> **PROMPT**:
Search the records below for the string "EventSink", and report each line that contains it.

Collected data
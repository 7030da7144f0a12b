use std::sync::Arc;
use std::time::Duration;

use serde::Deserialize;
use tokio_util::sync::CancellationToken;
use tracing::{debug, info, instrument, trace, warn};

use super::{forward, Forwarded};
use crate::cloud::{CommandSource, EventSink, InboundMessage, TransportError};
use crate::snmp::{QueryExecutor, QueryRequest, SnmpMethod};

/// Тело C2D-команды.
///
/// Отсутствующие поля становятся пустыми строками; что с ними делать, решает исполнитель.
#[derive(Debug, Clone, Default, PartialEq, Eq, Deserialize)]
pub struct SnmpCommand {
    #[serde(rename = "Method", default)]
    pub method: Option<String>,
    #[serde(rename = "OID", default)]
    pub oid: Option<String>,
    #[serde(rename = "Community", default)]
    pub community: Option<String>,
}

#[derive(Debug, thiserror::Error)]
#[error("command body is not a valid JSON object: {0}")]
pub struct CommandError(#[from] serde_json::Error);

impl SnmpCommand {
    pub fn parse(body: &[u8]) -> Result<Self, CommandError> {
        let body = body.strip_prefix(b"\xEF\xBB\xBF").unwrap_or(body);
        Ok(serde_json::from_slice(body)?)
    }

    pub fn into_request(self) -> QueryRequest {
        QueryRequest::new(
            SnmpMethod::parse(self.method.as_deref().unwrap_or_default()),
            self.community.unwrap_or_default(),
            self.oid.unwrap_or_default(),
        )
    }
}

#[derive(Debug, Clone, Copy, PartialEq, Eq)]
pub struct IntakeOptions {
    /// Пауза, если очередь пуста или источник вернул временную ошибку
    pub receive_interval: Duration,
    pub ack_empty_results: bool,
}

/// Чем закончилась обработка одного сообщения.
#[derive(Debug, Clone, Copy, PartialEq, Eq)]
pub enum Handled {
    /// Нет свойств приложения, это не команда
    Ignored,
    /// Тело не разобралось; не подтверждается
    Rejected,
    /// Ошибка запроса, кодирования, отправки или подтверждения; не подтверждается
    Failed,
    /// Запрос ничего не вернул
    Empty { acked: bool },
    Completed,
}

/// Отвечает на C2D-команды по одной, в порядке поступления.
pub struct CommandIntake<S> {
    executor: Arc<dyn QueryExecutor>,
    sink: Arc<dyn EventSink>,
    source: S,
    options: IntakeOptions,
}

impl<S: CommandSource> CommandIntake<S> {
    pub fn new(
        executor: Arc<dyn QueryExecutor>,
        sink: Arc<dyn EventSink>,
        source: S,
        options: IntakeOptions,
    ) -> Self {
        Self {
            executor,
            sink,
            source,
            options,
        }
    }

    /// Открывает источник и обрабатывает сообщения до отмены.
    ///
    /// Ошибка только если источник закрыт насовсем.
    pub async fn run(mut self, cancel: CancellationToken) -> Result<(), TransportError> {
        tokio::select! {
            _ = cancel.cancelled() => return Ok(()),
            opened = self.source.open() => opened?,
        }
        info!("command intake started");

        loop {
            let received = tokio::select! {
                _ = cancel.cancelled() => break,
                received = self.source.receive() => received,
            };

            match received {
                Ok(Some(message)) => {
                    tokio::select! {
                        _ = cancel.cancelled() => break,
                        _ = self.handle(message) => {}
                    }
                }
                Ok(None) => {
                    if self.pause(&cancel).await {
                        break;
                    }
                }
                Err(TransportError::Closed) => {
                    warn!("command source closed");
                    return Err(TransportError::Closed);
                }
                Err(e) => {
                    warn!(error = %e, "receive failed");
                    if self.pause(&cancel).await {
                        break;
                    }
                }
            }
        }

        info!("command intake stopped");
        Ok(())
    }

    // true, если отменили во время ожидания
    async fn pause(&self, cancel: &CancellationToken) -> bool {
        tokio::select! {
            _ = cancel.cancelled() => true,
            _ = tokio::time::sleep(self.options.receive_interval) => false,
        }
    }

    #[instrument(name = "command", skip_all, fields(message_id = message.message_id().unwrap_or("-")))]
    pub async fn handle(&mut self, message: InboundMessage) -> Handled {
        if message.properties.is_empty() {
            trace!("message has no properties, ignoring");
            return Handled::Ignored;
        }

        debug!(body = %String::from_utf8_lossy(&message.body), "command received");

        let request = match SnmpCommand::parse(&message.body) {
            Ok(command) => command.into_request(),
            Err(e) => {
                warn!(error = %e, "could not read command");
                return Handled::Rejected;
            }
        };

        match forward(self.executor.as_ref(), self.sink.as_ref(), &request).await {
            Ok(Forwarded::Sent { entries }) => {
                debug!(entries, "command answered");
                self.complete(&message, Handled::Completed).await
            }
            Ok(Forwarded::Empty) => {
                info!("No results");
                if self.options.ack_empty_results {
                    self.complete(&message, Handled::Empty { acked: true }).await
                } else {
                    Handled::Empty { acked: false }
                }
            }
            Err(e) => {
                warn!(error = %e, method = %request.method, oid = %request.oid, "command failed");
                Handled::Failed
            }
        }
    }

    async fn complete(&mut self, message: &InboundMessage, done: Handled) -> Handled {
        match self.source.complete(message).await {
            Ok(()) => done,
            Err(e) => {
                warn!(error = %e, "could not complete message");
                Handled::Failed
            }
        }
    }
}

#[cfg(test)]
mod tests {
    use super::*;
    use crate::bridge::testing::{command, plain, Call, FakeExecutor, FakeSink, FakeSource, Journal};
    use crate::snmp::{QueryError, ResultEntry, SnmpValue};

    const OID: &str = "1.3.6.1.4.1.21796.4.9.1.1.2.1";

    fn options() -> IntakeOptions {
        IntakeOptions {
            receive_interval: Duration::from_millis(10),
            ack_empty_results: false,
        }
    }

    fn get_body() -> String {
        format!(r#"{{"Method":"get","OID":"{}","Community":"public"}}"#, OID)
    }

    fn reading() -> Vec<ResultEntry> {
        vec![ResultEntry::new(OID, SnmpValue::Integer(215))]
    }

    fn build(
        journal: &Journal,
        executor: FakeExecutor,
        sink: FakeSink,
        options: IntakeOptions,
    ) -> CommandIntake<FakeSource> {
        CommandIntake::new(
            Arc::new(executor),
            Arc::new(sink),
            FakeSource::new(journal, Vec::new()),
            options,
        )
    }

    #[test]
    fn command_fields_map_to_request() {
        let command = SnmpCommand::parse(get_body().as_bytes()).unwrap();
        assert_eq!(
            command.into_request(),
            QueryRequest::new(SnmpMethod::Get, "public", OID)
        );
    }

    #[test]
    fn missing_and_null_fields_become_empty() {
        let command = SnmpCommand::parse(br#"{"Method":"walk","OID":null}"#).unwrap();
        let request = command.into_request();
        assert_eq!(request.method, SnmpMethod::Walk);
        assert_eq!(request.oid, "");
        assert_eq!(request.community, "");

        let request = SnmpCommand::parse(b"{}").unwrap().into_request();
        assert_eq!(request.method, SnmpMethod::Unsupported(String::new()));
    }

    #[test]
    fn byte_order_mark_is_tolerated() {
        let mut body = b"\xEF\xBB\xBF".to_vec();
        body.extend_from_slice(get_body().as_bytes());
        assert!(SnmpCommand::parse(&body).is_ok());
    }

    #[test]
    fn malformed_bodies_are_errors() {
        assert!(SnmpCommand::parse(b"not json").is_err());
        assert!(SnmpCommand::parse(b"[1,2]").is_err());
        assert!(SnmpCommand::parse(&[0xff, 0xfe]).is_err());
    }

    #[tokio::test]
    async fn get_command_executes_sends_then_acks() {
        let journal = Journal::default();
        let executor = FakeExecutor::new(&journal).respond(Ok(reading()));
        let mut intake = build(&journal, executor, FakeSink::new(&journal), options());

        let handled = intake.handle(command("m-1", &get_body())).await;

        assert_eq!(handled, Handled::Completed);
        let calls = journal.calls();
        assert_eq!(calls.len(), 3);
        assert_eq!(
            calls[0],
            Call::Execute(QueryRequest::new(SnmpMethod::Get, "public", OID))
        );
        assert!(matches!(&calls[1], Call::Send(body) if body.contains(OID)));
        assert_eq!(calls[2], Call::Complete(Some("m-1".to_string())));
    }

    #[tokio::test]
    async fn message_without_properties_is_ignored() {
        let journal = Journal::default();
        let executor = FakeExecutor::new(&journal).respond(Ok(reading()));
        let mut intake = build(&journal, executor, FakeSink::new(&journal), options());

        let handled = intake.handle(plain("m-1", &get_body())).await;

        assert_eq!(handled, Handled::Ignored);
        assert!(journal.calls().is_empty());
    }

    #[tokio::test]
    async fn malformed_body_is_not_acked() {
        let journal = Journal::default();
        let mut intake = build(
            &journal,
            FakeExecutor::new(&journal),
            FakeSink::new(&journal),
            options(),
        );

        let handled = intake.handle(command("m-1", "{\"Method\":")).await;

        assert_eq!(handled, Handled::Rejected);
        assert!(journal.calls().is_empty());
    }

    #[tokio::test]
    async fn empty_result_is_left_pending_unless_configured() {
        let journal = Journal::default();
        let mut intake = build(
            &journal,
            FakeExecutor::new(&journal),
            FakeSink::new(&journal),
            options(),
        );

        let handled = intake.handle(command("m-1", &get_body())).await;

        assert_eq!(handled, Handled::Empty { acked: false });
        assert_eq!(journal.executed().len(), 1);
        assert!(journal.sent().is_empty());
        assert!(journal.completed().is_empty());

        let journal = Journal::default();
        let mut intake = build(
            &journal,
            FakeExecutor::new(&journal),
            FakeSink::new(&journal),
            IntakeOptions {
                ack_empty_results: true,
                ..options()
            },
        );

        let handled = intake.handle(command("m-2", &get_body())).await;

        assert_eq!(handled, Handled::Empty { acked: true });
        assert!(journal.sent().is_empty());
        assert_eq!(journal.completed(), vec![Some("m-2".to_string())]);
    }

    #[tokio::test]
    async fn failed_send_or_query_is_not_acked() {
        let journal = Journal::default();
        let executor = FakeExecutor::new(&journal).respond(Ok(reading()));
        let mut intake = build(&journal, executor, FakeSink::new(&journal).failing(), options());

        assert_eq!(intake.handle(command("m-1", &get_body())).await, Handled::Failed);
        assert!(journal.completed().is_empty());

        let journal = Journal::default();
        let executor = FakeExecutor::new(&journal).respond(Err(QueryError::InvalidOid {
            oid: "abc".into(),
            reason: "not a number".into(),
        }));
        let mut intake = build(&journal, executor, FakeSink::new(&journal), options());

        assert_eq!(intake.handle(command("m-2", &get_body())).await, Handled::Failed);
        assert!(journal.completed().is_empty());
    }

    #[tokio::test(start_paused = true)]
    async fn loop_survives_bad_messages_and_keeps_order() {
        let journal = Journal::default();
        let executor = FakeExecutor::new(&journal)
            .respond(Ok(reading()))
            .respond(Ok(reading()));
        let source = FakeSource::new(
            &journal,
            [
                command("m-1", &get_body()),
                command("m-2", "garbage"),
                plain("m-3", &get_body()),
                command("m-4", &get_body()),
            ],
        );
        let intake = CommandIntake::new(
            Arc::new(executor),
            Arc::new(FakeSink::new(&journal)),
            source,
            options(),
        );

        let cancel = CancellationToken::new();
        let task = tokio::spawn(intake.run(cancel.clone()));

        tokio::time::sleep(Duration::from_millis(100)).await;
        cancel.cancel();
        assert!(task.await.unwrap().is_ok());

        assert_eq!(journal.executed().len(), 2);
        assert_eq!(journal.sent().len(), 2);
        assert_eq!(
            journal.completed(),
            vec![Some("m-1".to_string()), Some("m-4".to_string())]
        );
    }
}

> **TASK RESPONSE**:
use crate::cloud::{CommandSource, EventSink, InboundMessage, TransportError};
    sink: Arc<dyn EventSink>,
        sink: Arc<dyn EventSink>,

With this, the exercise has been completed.